[[ Records for this exercise open ]]

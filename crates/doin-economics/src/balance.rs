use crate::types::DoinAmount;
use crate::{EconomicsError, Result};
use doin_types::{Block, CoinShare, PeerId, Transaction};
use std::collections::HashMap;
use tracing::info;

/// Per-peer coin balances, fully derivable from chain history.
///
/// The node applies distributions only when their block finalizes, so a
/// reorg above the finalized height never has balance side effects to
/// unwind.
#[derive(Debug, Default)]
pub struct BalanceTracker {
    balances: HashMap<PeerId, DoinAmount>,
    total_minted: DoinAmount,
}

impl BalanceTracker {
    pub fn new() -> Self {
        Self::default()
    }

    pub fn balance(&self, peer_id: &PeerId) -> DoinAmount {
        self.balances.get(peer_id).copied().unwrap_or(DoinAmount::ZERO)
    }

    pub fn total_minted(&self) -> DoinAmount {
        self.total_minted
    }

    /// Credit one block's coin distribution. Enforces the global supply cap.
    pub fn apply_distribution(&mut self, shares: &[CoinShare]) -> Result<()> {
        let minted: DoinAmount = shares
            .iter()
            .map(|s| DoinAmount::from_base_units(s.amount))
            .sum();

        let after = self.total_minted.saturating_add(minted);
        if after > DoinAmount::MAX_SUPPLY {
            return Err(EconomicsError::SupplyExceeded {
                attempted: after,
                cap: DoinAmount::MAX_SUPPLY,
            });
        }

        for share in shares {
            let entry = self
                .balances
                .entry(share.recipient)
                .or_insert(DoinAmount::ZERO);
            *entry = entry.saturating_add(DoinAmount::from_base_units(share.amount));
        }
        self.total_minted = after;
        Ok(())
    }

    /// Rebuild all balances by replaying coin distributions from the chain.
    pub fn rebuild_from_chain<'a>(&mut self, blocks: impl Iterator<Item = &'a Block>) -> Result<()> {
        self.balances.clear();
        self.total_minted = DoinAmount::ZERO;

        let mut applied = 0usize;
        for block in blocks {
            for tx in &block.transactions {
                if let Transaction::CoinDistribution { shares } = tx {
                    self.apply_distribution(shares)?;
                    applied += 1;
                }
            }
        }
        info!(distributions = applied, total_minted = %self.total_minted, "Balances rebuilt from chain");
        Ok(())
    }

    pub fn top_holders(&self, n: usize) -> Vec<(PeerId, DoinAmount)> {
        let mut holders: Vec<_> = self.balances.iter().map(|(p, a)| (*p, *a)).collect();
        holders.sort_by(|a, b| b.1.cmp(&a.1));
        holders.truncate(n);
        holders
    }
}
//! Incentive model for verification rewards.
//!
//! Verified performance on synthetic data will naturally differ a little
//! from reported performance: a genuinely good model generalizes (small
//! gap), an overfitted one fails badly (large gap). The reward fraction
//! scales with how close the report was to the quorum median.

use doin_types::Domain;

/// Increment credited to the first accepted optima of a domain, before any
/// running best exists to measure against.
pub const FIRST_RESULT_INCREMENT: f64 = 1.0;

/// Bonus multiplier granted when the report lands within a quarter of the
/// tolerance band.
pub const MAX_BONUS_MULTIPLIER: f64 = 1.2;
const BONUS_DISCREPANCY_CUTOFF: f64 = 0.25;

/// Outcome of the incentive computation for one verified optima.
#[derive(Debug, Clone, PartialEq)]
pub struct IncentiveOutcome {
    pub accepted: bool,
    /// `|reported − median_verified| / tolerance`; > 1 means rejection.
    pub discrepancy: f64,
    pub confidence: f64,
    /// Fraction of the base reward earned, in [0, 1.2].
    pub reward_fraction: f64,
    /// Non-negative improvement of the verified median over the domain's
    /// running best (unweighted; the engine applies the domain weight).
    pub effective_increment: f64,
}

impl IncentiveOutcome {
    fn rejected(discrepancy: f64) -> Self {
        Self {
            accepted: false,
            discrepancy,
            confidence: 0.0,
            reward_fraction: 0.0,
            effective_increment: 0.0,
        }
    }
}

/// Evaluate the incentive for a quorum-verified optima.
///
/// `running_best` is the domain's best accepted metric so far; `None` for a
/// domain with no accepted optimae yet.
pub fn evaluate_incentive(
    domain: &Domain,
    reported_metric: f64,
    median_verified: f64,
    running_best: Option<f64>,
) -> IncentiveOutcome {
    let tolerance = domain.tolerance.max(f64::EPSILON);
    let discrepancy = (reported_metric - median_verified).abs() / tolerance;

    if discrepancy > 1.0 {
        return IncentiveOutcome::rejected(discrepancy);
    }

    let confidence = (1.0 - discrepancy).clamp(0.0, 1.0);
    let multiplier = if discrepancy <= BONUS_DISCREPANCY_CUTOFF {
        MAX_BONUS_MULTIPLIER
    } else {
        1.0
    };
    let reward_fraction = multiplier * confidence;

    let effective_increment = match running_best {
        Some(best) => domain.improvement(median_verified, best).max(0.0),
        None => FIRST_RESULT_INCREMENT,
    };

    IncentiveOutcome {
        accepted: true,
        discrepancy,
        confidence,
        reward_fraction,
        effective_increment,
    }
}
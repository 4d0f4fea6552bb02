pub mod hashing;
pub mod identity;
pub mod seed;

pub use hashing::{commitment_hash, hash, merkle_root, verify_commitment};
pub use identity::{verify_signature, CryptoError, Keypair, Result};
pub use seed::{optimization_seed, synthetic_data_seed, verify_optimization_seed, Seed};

[[ Records for this exercise closed ]]

What needs to be done –
Reproduce exactly, and only, the part of the listing above that begins at the line with "holders.truncate(n);" and goes on through the line with "domain, before any".

Response to the task –
        holders.truncate(n);
        holders
    }
}
//! Incentive model for verification rewards.
//!
//! Verified performance on synthetic data will naturally differ a little
//! from reported performance: a genuinely good model generalizes (small
//! gap), an overfitted one fails badly (large gap). The reward fraction
//! scales with how close the report was to the quorum median.

use doin_types::Domain;

/// Increment credited to the first accepted optima of a domain, before any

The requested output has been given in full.